Dataset records
//! Board layouts
//!
//! The menu runs on several boards, with differing amounts of QSPI flash.
//! The flash is split into equal slots, each holding one core.

use storage::RegisterFile;

use crate::{hw::reg, Error, Result};

/// Most slots any board has.  Slot tables are sized for this.
pub const MAX_SLOTS: usize = 8;

/// Every core starts with a 4k header, the bitstream itself follows it.
pub const CORE_HEADER_SIZE: u32 = 4096;

/// The configuration of one board.
#[derive(Debug, PartialEq, Eq)]
pub struct Platform {
    /// Value of the hardware model register.
    pub model_id: u8,
    pub name: &'static str,
    /// Number of flash slots.  Slot 0 is the factory core.
    pub slot_count: usize,
    /// Slot size, in megabytes.
    pub slot_mb: u32,
    /// Boards without a NO-SCROLL key also enter the menu while TAB is held.
    pub tab_for_menu: bool,
}

impl Platform {
    /// Size of a slot in bytes.
    pub const fn slot_size(&self) -> u32 {
        self.slot_mb * 1024 * 1024
    }

    /// Flash offset the reconfiguration trigger needs to start `slot`.  The
    /// factory core in slot 0 is started from the very beginning of flash.
    pub const fn boot_offset(&self, slot: usize) -> u32 {
        if slot == 0 {
            0
        } else {
            slot as u32 * self.slot_size() + CORE_HEADER_SIZE
        }
    }

    /// Look up a board by its model id.
    pub fn by_model(model_id: u8) -> Result<&'static Platform> {
        ALL_PLATFORMS
            .iter()
            .copied()
            .find(|p| p.model_id == model_id)
            .ok_or(Error::UnknownModel(model_id))
    }

    /// Read the model register and look up the board we are running on.
    pub fn probe<R: RegisterFile>(regs: &mut R) -> Result<&'static Platform> {
        let id = regs.peek(reg::MODEL_ID);
        let platform = Platform::by_model(id)?;
        info!("hardware model {:x}: {} slots of {}MB", id, platform.slot_count, platform.slot_mb);
        Ok(platform)
    }
}

pub static MEGA65_R2: Platform = Platform {
    model_id: 0x02,
    name: "MEGA65 R2",
    slot_count: 4,
    slot_mb: 8,
    tab_for_menu: false,
};

pub static MEGA65_R3: Platform = Platform {
    model_id: 0x03,
    name: "MEGA65 R3",
    slot_count: 8,
    slot_mb: 8,
    tab_for_menu: false,
};

pub static MEGA65_R4: Platform = Platform {
    model_id: 0x04,
    name: "MEGA65 R4",
    slot_count: 8,
    slot_mb: 8,
    tab_for_menu: false,
};

pub static MEGA65_R5: Platform = Platform {
    model_id: 0x05,
    name: "MEGA65 R5",
    slot_count: 8,
    slot_mb: 8,
    tab_for_menu: false,
};

/// Nexys4 DDR.  No NO-SCROLL key on a PC keyboard.
pub static NEXYS4DDR: Platform = Platform {
    model_id: 0x41,
    name: "NEXYS4DDR",
    slot_count: 4,
    slot_mb: 4,
    tab_for_menu: true,
};

pub static NEXYS4DDR_WIDGET: Platform = Platform {
    model_id: 0x42,
    name: "NEXYS4DDRWIDGET",
    slot_count: 4,
    slot_mb: 4,
    tab_for_menu: true,
};

pub static ALL_PLATFORMS: [&Platform; 6] = [
    &MEGA65_R2,
    &MEGA65_R3,
    &MEGA65_R4,
    &MEGA65_R5,
    &NEXYS4DDR,
    &NEXYS4DDR_WIDGET,
];
//! Boot slot selection.
//!
//! The cartridge decides first: the first slot whose flags include the
//! cartridge's kind is started.  Without a cartridge, the first slot flagged
//! as default is.  When no slot claims either, DIP switch 4 picks slot 1 or
//! slot 2.

use embedded_hal::blocking::delay::{DelayMs, DelayUs};
use storage::{ReadFlash, RegisterFile};

use crate::cart::{self, CartId, Cartridge, ControlLines};
use crate::hw::Hardware;
use crate::slot::{ScanRequest, SlotTable};

/// The outcome of boot slot selection.
#[derive(Debug, Clone, Copy, PartialEq, Eq)]
pub struct BootChoice {
    pub cart_id: CartId,
    pub cartridge: Cartridge,
    pub slot: usize,
    /// The slot came from the DIP switch, no slot flags decided.
    pub by_dip_switch: bool,
}

/// Decide which slot to boot.
///
/// Runs the same way for the automatic start and for the diagnostics view,
/// so both always agree.
pub fn select_boot_slot<R, F, D>(
    hw: &mut Hardware<R, F, D>,
    slots: &mut SlotTable,
    lines: ControlLines,
) -> BootChoice
where
    R: RegisterFile,
    F: ReadFlash,
    D: DelayMs<u16> + DelayUs<u16>,
{
    let (cart_id, cartridge) = cart::classify(&mut hw.regs, lines);
    let found = slots.scan(hw, ScanRequest::search(cartridge.capability()));

    let choice = match found {
        Some(slot) => BootChoice { cart_id, cartridge, slot, by_dip_switch: false },
        None => BootChoice { cart_id, cartridge, slot: hw.dip4_slot(), by_dip_switch: true },
    };
    info!("cartridge {}, boot slot {}", cartridge.name(), choice.slot);
    choice
}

**Your instructions**
Nothing may be left out: return each entry exactly as it reads.

**Reply to the task**
//! Board layouts
//!
//! The menu runs on several boards, with differing amounts of QSPI flash.
//! The flash is split into equal slots, each holding one core.

use storage::RegisterFile;

use crate::{hw::reg, Error, Result};

/// Most slots any board has.  Slot tables are sized for this.
pub const MAX_SLOTS: usize = 8;

/// Every core starts with a 4k header, the bitstream itself follows it.
pub const CORE_HEADER_SIZE: u32 = 4096;

/// The configuration of one board.
#[derive(Debug, PartialEq, Eq)]
pub struct Platform {
    /// Value of the hardware model register.
    pub model_id: u8,
    pub name: &'static str,
    /// Number of flash slots.  Slot 0 is the factory core.
    pub slot_count: usize,
    /// Slot size, in megabytes.
    pub slot_mb: u32,
    /// Boards without a NO-SCROLL key also enter the menu while TAB is held.
    pub tab_for_menu: bool,
}

impl Platform {
    /// Size of a slot in bytes.
    pub const fn slot_size(&self) -> u32 {
        self.slot_mb * 1024 * 1024
    }

    /// Flash offset the reconfiguration trigger needs to start `slot`.  The
    /// factory core in slot 0 is started from the very beginning of flash.
    pub const fn boot_offset(&self, slot: usize) -> u32 {
        if slot == 0 {
            0
        } else {
            slot as u32 * self.slot_size() + CORE_HEADER_SIZE
        }
    }

    /// Look up a board by its model id.
    pub fn by_model(model_id: u8) -> Result<&'static Platform> {
        ALL_PLATFORMS
            .iter()
            .copied()
            .find(|p| p.model_id == model_id)
            .ok_or(Error::UnknownModel(model_id))
    }

    /// Read the model register and look up the board we are running on.
    pub fn probe<R: RegisterFile>(regs: &mut R) -> Result<&'static Platform> {
        let id = regs.peek(reg::MODEL_ID);
        let platform = Platform::by_model(id)?;
        info!("hardware model {:x}: {} slots of {}MB", id, platform.slot_count, platform.slot_mb);
        Ok(platform)
    }
}

pub static MEGA65_R2: Platform = Platform {
    model_id: 0x02,
    name: "MEGA65 R2",
    slot_count: 4,
    slot_mb: 8,
    tab_for_menu: false,
};

pub static MEGA65_R3: Platform = Platform {
    model_id: 0x03,
    name: "MEGA65 R3",
    slot_count: 8,
    slot_mb: 8,
    tab_for_menu: false,
};

pub static MEGA65_R4: Platform = Platform {
    model_id: 0x04,
    name: "MEGA65 R4",
    slot_count: 8,
    slot_mb: 8,
    tab_for_menu: false,
};

pub static MEGA65_R5: Platform = Platform {
    model_id: 0x05,
    name: "MEGA65 R5",
    slot_count: 8,
    slot_mb: 8,
    tab_for_menu: false,
};

/// Nexys4 DDR.  No NO-SCROLL key on a PC keyboard.
pub static NEXYS4DDR: Platform = Platform {
    model_id: 0x41,
    name: "NEXYS4DDR",
    slot_count: 4,
    slot_mb: 4,
    tab_for_menu: true,
};

pub static NEXYS4DDR_WIDGET: Platform = Platform {
    model_id: 0x42,
    name: "NEXYS4DDRWIDGET",
    slot_count: 4,
    slot_mb: 4,
    tab_for_menu: true,
};

pub static ALL_PLATFORMS: [&Platform; 6] = [
    &MEGA65_R2,
    &MEGA65_R3,
    &MEGA65_R4,
    &MEGA65_R5,
    &NEXYS4DDR,
    &NEXYS4DDR_WIDGET,
];
//! Boot slot selection.
//!
//! The cartridge decides first: the first slot whose flags include the
//! cartridge's kind is started.  Without a cartridge, the first slot flagged
//! as default is.  When no slot claims either, DIP switch 4 picks slot 1 or
//! slot 2.

use embedded_hal::blocking::delay::{DelayMs, DelayUs};
use storage::{ReadFlash, RegisterFile};

use crate::cart::{self, CartId, Cartridge, ControlLines};
use crate::hw::Hardware;
use crate::slot::{ScanRequest, SlotTable};

/// The outcome of boot slot selection.
#[derive(Debug, Clone, Copy, PartialEq, Eq)]
pub struct BootChoice {
    pub cart_id: CartId,
    pub cartridge: Cartridge,
    pub slot: usize,
    /// The slot came from the DIP switch, no slot flags decided.
    pub by_dip_switch: bool,
}

/// Decide which slot to boot.
///
/// Runs the same way for the automatic start and for the diagnostics view,
/// so both always agree.
pub fn select_boot_slot<R, F, D>(
    hw: &mut Hardware<R, F, D>,
    slots: &mut SlotTable,
    lines: ControlLines,
) -> BootChoice
where
    R: RegisterFile,
    F: ReadFlash,
    D: DelayMs<u16> + DelayUs<u16>,
{
    let (cart_id, cartridge) = cart::classify(&mut hw.regs, lines);
    let found = slots.scan(hw, ScanRequest::search(cartridge.capability()));

    let choice = match found {
        Some(slot) => BootChoice { cart_id, cartridge, slot, by_dip_switch: false },
        None => BootChoice { cart_id, cartridge, slot: hw.dip4_slot(), by_dip_switch: true },
    };
    info!("cartridge {}, boot slot {}", cartridge.name(), choice.slot);
    choice
}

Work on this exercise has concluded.